Charron, Idaho’s Medicaid director, previously told the panel that savings figures for value based care contracts were still being finalized, and that she expected to have that information ready this fall.
Idaho Hospital Association CEO Brian Whitlock said forming value care organizations held providers accountable for cost containment. The data is early right now, but he said Idaho value care organization decreased the per member, per month costs.
That “speaks volumes for the opportunities VCOS have to save money,” Whitlock told the task force.
“My recommendation is: allow VCOs to continue to work. Let that play out,” Whitlock said. And he recommended continuing to study how the state’s managed care contracts work.
What the task force is looking to down the road
Under both managed care and doctor-run care, which is commonly called value-based care, the state pays the organization managing patient care a set rate for how much each individual patient’s care should cost, averaged out into a per member, per month fee.

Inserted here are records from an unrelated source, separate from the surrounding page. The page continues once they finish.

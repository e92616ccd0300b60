//! Workspace operations.

use meridian_domain::{
    CreateWorkspaceRequest, DestroyTask, Page, UpdateWorkspaceRequest, Workspace,
};
use reqwest::{Method, StatusCode};
use tracing::debug;

use crate::errors::Result;
use crate::http::ApiCore;

const BASE_PATH: &str = "/v2/workspaces";

/// Typed operations for the workspaces family.
pub struct WorkspacesService<'a> {
    core: &'a ApiCore,
}

impl<'a> WorkspacesService<'a> {
    pub(crate) fn new(core: &'a ApiCore) -> Self {
        Self { core }
    }

    pub async fn list(&self, page_size: u32, offset: u32) -> Result<Page<Workspace>> {
        let path = format!("{BASE_PATH}?pageSize={page_size}&offset={offset}");
        self.core.request_json::<(), _>(Method::GET, &path, None, &[StatusCode::OK]).await
    }

    pub async fn get(&self, id: &str) -> Result<Workspace> {
        let path = format!("{BASE_PATH}/{}", urlencoding::encode(id));
        self.core.fetch_single(&path, id).await
    }

    pub async fn create(&self, request: &CreateWorkspaceRequest) -> Result<Workspace> {
        self.core
            .request_json(
                Method::POST,
                BASE_PATH,
                Some(request),
                &[StatusCode::OK, StatusCode::CREATED],
            )
            .await
    }

    /// Update a workspace.
    ///
    /// The update endpoint echoes a partial, sometimes stale
    /// representation, so the response is discarded and the
    /// authoritative state is re-fetched through [`Self::get`].
    pub async fn update(&self, id: &str, request: &UpdateWorkspaceRequest) -> Result<Workspace> {
        let path = format!("{BASE_PATH}/{}", urlencoding::encode(id));
        self.core.request_empty(Method::PUT, &path, Some(request), &[StatusCode::OK]).await?;
        debug!(workspace = %id, "update accepted, refetching authoritative state");
        self.get(id).await
    }

    pub async fn delete(&self, id: &str) -> Result<()> {
        let path = format!("{BASE_PATH}/{}", urlencoding::encode(id));
        self.core
            .request_empty::<()>(
                Method::DELETE,
                &path,
                None,
                &[StatusCode::OK, StatusCode::NO_CONTENT],
            )
            .await
    }

    /// Queue a server-side destroy task for the workspace's managed
    /// resources.
    pub async fn run_destroy_task(&self, id: &str) -> Result<DestroyTask> {
        let path = format!("{BASE_PATH}/{}/destroy", urlencoding::encode(id));
        self.core
            .request_json::<(), _>(
                Method::POST,
                &path,
                None,
                &[StatusCode::OK, StatusCode::ACCEPTED],
            )
            .await
    }
}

Idaho legislators also heard about how Utah’s managed care system capped per member, per month fees at the rate of the state’s total general revenue budget growth. Intermountain Health CEO Dan Liljenquist said the cap saved the state of Utah billions of dollars since it founded in 2011.
But, importantly, Liljenquist said Utah looked to medical payers to pass on savings to medical providers to reward them “for keeping people well.”
The task force meets next Aug. 31, and again on Oct. 4 and Oct. 16. The committee hopes to hear from other state Medicaid directors and to get a fuller picture of the managed care and value based care organizations in Idaho.
“If we get into managed care, we want to make sure it’s managed correctly,” co-chairman John Vander Woude said.
Correction: This story has been corrected to state that Smith’s complaint was filed with the state’s dental contractor, MCNA.